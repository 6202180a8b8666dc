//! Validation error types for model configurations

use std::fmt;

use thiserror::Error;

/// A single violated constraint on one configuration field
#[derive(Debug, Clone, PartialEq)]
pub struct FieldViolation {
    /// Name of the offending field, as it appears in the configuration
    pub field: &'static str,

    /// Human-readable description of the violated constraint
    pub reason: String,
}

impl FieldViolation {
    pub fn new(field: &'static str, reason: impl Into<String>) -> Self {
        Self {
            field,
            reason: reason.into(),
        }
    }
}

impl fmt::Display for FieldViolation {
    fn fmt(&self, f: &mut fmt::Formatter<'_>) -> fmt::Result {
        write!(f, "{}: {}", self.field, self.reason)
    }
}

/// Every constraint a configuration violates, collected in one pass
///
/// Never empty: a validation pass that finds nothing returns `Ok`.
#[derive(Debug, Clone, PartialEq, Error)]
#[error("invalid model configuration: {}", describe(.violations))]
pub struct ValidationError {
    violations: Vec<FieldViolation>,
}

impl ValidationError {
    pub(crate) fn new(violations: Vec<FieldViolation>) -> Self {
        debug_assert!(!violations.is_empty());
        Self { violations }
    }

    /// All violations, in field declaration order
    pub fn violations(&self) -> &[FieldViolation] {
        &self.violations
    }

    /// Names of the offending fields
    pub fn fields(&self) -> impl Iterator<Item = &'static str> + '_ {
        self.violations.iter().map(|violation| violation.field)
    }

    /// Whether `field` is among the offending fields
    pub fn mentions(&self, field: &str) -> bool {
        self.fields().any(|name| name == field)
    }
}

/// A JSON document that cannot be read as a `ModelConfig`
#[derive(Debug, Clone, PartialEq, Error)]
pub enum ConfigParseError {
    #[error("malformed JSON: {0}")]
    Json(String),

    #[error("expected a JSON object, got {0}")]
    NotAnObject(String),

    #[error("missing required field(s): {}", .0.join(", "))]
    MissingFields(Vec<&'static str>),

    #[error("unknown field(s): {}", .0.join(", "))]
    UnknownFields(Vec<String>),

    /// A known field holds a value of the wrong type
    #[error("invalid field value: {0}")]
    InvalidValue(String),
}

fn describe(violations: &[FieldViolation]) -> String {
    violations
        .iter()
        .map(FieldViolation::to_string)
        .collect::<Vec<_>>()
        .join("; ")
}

==

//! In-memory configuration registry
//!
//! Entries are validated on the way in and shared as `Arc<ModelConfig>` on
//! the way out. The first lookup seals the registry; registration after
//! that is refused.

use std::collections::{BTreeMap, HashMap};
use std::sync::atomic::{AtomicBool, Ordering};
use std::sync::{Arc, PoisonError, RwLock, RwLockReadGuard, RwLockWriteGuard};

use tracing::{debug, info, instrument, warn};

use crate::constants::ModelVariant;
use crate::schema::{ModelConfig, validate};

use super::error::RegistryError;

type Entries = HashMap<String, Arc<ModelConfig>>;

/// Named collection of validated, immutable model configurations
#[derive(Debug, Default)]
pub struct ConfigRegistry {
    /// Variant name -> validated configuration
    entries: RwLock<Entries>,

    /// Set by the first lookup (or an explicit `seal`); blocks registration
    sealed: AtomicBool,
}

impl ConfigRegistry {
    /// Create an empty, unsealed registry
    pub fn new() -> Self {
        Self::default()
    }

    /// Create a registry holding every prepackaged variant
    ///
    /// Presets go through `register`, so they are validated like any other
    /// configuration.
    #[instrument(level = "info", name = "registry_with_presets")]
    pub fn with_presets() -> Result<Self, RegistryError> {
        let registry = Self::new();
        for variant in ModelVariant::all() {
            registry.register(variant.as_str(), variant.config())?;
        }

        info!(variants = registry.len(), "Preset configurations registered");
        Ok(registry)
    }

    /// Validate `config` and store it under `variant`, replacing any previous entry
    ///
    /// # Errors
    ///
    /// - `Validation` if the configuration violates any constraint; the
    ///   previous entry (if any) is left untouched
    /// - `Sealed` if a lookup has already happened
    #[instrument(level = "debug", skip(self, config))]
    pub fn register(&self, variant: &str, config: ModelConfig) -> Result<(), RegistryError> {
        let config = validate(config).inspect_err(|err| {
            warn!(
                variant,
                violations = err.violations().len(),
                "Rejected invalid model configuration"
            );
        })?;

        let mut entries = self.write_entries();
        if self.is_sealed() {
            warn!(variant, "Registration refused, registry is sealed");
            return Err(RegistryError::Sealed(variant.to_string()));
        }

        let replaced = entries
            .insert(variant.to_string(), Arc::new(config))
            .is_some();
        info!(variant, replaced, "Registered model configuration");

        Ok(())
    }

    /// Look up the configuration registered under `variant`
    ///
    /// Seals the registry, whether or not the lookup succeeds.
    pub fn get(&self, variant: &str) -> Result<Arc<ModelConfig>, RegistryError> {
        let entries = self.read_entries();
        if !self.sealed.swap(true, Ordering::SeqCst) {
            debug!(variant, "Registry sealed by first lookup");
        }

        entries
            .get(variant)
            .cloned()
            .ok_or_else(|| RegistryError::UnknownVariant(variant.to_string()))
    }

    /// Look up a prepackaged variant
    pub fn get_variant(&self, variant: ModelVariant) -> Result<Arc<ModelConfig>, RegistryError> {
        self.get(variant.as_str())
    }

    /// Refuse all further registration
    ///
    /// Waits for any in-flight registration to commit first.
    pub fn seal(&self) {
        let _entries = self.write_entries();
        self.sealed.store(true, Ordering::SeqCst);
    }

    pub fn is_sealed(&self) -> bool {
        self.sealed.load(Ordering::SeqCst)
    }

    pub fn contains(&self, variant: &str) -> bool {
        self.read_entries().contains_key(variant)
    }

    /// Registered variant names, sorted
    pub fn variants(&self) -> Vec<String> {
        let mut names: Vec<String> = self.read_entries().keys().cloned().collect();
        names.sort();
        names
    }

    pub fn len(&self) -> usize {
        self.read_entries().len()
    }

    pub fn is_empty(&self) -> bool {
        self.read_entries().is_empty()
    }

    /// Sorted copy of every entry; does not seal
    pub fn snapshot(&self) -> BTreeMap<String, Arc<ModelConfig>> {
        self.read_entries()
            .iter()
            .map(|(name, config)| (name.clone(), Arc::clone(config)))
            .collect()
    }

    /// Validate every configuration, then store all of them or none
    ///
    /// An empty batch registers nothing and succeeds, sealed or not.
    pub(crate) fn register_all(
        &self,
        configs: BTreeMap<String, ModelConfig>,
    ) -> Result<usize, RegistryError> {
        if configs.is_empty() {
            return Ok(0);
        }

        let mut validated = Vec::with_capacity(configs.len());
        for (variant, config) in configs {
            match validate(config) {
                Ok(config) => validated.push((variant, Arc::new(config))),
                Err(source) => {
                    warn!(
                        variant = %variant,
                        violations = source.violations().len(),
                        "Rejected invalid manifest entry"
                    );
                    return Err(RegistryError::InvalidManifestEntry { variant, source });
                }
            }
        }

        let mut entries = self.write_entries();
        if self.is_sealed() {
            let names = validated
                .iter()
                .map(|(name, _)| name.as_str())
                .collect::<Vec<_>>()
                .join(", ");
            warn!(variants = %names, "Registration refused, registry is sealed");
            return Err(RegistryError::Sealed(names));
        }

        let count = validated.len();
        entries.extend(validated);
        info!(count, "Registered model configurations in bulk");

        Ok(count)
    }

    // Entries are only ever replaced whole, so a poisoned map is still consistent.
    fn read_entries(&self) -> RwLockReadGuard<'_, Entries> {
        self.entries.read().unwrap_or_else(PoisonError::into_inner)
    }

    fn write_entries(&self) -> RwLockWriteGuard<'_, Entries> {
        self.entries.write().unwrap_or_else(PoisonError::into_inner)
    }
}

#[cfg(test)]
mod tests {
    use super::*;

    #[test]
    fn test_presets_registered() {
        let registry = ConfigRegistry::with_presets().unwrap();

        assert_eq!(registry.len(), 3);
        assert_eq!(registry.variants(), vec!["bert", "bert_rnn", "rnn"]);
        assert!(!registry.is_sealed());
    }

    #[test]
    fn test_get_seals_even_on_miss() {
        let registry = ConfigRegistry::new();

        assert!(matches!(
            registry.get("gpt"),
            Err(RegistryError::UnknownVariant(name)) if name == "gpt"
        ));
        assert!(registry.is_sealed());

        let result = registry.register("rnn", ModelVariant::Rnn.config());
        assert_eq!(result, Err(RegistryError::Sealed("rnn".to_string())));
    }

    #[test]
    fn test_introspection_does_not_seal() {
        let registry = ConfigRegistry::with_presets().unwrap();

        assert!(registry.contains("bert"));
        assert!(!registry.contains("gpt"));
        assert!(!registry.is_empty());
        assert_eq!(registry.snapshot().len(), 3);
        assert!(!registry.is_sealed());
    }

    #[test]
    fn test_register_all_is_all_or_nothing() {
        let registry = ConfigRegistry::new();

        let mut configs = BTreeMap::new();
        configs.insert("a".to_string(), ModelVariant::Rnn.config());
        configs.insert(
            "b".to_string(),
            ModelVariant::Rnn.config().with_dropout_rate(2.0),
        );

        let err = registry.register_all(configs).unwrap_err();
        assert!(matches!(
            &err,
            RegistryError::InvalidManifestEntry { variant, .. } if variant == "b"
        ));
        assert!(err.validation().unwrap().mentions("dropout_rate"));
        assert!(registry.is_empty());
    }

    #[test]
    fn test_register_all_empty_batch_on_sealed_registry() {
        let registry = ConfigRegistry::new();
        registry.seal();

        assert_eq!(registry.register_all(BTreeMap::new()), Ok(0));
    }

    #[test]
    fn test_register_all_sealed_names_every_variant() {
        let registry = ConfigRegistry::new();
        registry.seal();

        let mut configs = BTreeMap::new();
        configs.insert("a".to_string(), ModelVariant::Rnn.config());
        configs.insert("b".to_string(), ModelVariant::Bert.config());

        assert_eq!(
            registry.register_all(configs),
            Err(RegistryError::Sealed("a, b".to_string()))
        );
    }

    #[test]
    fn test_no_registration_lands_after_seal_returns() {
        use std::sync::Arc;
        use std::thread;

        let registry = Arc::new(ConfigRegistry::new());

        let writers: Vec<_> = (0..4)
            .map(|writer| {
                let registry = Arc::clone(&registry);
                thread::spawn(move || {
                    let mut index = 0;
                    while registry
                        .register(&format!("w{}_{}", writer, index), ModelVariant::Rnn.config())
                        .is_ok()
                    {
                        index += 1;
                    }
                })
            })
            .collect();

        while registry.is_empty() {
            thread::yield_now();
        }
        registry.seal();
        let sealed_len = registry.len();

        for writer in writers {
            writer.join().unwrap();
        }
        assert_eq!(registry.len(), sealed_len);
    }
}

§ What you should do: Every line in the records above that contains the word "store" is to be copied out.

§ Answer box:
    /// Validate `config` and store it under `variant`, replacing any previous entry
        self.sealed.store(true, Ordering::SeqCst);
    /// Validate every configuration, then store all of them or none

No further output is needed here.